* PROBLEM: Go through the records line by line and work out how many lines hold the word "three". Answer with the number only.

+-------+

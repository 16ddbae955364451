use chrono::{DateTime, NaiveDate, Utc};
use log::info;
use reqwest::{header::CONTENT_TYPE, Client};
use serde::Deserialize;
use thiserror::Error;

use crate::durations::{DurationEntry, DurationsResponse};

#[cfg(test)]
use mockall::automock;

/// WakaTime APIのURL。
const WAKATIME_API_URL: &str = "https://wakatime.com/api/v1";

/// WakaTime APIの呼び出しで発生するエラー。
#[derive(Debug, Error)]
pub enum WakaTimeError {
    /// HTTP層の失敗。対象のプロジェクト・日付の取得だけをスキップできる。
    #[error("request to the WakaTime API failed: {0}")]
    Request(#[source] Box<dyn std::error::Error + Send + Sync>),

    /// レスポンスがスキーマと一致しない場合の失敗。
    #[error("failed to decode the WakaTime durations payload: {0}")]
    Decode(#[source] Box<dyn std::error::Error + Send + Sync>),
}

/// durationsレスポンスをデシリアライズするための構造体。
///
/// スキーマにないキーはエラーとする。
#[derive(Debug, Deserialize)]
#[serde(deny_unknown_fields)]
struct WakaTimeDurationsResponse {
    data: Vec<WakaTimeDurationEntry>,
    start: String,
    end: String,
    timezone: String,
    color: Option<String>,
    branches: Vec<String>,
    available_branches: Vec<String>,
}

/// durationsレスポンスの1エントリーをデシリアライズするための構造体。
#[derive(Debug, Deserialize)]
#[serde(deny_unknown_fields)]
struct WakaTimeDurationEntry {
    entity: String,
    #[serde(rename = "type")]
    entry_type: String,
    time: f64,
    project: String,
    #[serde(default)]
    project_root_count: Option<u32>,
    branch: String,
    language: String,
    dependencies: Vec<String>,
    duration: f64,
}

/// WakaTime APIと通信するためのrepositoryを表すtrait。
#[cfg_attr(test, automock)]
pub trait WakaTimeRepository {
    /// 指定されたプロジェクトと日付のdurationsを取得する。
    ///
    /// # Arguments
    ///
    /// * `project` - 取得対象のプロジェクト名
    /// * `date` - 取得対象の日付
    async fn fetch_durations(
        &self,
        project: &str,
        date: NaiveDate,
    ) -> Result<DurationsResponse, WakaTimeError>;
}

/// WakaTime APIと通信するためのクライアント。
///
/// # Examples
///
/// ```
/// let client = WakaTimeClient::new(&config.wakatime_token);
/// let durations = client.fetch_durations("sipe-web", date).await.unwrap();
/// ```
pub struct WakaTimeClient {
    client: Client,
    api_url: String,
    api_key: String,
}

impl WakaTimeClient {
    /// 新しい`WakaTimeClient`を返す。
    pub fn new(api_key: &str) -> Self {
        Self::with_api_url(api_key, WAKATIME_API_URL)
    }

    /// APIのURLを指定して新しい`WakaTimeClient`を返す。
    pub fn with_api_url(api_key: &str, api_url: &str) -> Self {
        Self {
            client: Client::new(),
            api_url: api_url.to_string(),
            api_key: api_key.to_string(),
        }
    }
}

impl WakaTimeRepository for WakaTimeClient {
    // current userのdurationsエンドポイントを呼び出し、domainモデルへ変換する。
    async fn fetch_durations(
        &self,
        project: &str,
        date: NaiveDate,
    ) -> Result<DurationsResponse, WakaTimeError> {
        let raw_response = self
            .client
            .get(format!("{}/users/current/durations", self.api_url))
            .basic_auth(&self.api_key, None::<&str>)
            .header(CONTENT_TYPE, "application/json")
            .query(&[
                ("date", date.format("%Y-%m-%d").to_string()),
                ("project", project.to_string()),
            ])
            .send()
            .await
            .map_err(|err| WakaTimeError::Request(Box::new(err)))?
            .error_for_status()
            .map_err(|err| WakaTimeError::Request(Box::new(err)))?
            .json::<WakaTimeDurationsResponse>()
            .await
            .map_err(|err| WakaTimeError::Decode(Box::new(err)))?;
        info!(
            "Fetched {} duration entries for {}",
            raw_response.data.len(),
            project
        );

        decode_response(raw_response)
    }
}

/// レスポンスをdomainモデルの`DurationsResponse`へ変換する。
fn decode_response(raw: WakaTimeDurationsResponse) -> Result<DurationsResponse, WakaTimeError> {
    Ok(DurationsResponse {
        data: raw.data.into_iter().map(decode_entry).collect(),
        start: parse_timestamp(&raw.start)?,
        end: parse_timestamp(&raw.end)?,
        timezone: raw.timezone,
        color: raw.color,
        branches: raw.branches,
        available_branches: raw.available_branches,
    })
}

/// エントリーをdomainモデルの`DurationEntry`へ変換する。
///
/// `project_root_count`が欠けている場合は0とする。
fn decode_entry(raw: WakaTimeDurationEntry) -> DurationEntry {
    DurationEntry {
        entity: raw.entity,
        entry_type: raw.entry_type,
        time: raw.time,
        project: raw.project,
        project_root_count: raw.project_root_count.unwrap_or(0),
        branch: raw.branch,
        language: raw.language,
        dependencies: raw.dependencies,
        duration: raw.duration,
    }
}

/// ISO-8601のタイムスタンプをUTCへ変換する。末尾の`Z`は`+00:00`として扱う。
fn parse_timestamp(value: &str) -> Result<DateTime<Utc>, WakaTimeError> {
    DateTime::parse_from_rfc3339(value)
        .map(|timestamp| timestamp.to_utc())
        .map_err(|err| {
            WakaTimeError::Decode(format!("invalid timestamp `{}`: {}", value, err).into())
        })
}
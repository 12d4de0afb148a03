//! # Domain Model
//!
//! Four entities, all related by identifier, never by ownership of values:
//!
//! ```text
//! Category ──┬── Feature ──┐
//!            │             ├── FeatureValue
//!            └── Resource ─┘
//! ```
//!
//! - [`Category`] scopes a set of features and a set of resources.
//! - [`Feature`] is a typed attribute definition within a category.
//! - [`Resource`] is an inventory item within a category.
//! - [`FeatureValue`] binds one resource and one feature to one [`Value`].
//!
//! A feature value's resource and feature need not share a category.
//!
//! The `New*` and `*Update` structs are the plain-data inputs accepted by the
//! stores. Update structs are partial: `None` leaves the field unchanged.

use crate::ids::{CategoryId, FeatureId, FeatureValueId, ResourceId};
use crate::values::{Value, ValueSlots, ValueType};
use serde::{Deserialize, Serialize};

#[derive(Debug, Clone, PartialEq, Serialize, Deserialize)]
#[serde(rename_all = "camelCase")]
pub struct Category {
    pub id: CategoryId,
    pub name: String,
}

#[derive(Debug, Clone, PartialEq, Serialize, Deserialize)]
#[serde(rename_all = "camelCase")]
pub struct Feature {
    pub id: FeatureId,
    pub name: String,
    /// Declared type; fixed once the feature exists
    #[serde(rename = "type")]
    pub value_type: ValueType,
    pub category_id: CategoryId,
}

#[derive(Debug, Clone, PartialEq, Serialize, Deserialize)]
#[serde(rename_all = "camelCase")]
pub struct Resource {
    pub id: ResourceId,
    pub name: String,
    pub quantity: u64,
    /// Active (`true`) or inactive
    pub status: bool,
    pub category_id: CategoryId,
}

#[derive(Debug, Clone, PartialEq, Serialize, Deserialize)]
#[serde(rename_all = "camelCase")]
pub struct FeatureValue {
    pub id: FeatureValueId,
    pub resource_id: ResourceId,
    pub feature_id: FeatureId,
    pub value: Value,
}

impl FeatureValue {
    /// The value spread over the three boundary slots.
    pub fn slots(&self) -> ValueSlots {
        self.value.to_slots()
    }

    /// Flat, three-slot representation for callers that expect
    /// `valueString` / `valueNumber` / `valueBoolean`.
    pub fn view(&self) -> FeatureValueView {
        FeatureValueView {
            id: self.id,
            resource_id: self.resource_id,
            feature_id: self.feature_id,
            slots: self.slots(),
        }
    }
}

#[derive(Debug, Clone, PartialEq, Serialize)]
#[serde(rename_all = "camelCase")]
pub struct FeatureValueView {
    pub id: FeatureValueId,
    pub resource_id: ResourceId,
    pub feature_id: FeatureId,
    #[serde(flatten)]
    pub slots: ValueSlots,
}

/// A feature value together with the entities it binds.
#[derive(Debug, Clone, PartialEq, Serialize)]
#[serde(rename_all = "camelCase")]
pub struct FeatureValueDetail {
    pub feature_value: FeatureValue,
    pub resource: Resource,
    pub feature: Feature,
}

// --- Inputs ---

#[derive(Debug, Clone, PartialEq, Deserialize)]
#[serde(rename_all = "camelCase")]
pub struct NewFeature {
    pub name: String,
    #[serde(rename = "type")]
    pub value_type: ValueType,
    pub category_id: CategoryId,
}

impl NewFeature {
    pub fn new(name: impl Into<String>, value_type: ValueType, category_id: CategoryId) -> Self {
        Self {
            name: name.into(),
            value_type,
            category_id,
        }
    }
}

#[derive(Debug, Clone, Default, PartialEq, Deserialize)]
#[serde(rename_all = "camelCase")]
pub struct FeatureUpdate {
    pub name: Option<String>,
    #[serde(rename = "type")]
    pub value_type: Option<ValueType>,
    pub category_id: Option<CategoryId>,
}

fn default_status() -> bool {
    true
}

#[derive(Debug, Clone, PartialEq, Deserialize)]
#[serde(rename_all = "camelCase")]
pub struct NewResource {
    pub name: String,
    /// Signed so that negative input can be reported instead of wrapping
    pub quantity: i64,
    #[serde(default = "default_status")]
    pub status: bool,
    pub category_id: CategoryId,
}

impl NewResource {
    /// A new active resource.
    pub fn new(name: impl Into<String>, quantity: i64, category_id: CategoryId) -> Self {
        Self {
            name: name.into(),
            quantity,
            status: true,
            category_id,
        }
    }

    pub fn with_status(mut self, status: bool) -> Self {
        self.status = status;
        self
    }
}

#[derive(Debug, Clone, Default, PartialEq, Deserialize)]
#[serde(rename_all = "camelCase")]
pub struct ResourceUpdate {
    pub name: Option<String>,
    pub quantity: Option<i64>,
    pub status: Option<bool>,
    pub category_id: Option<CategoryId>,
}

+-------+

* RESULT OF THIS EXERCISE: 2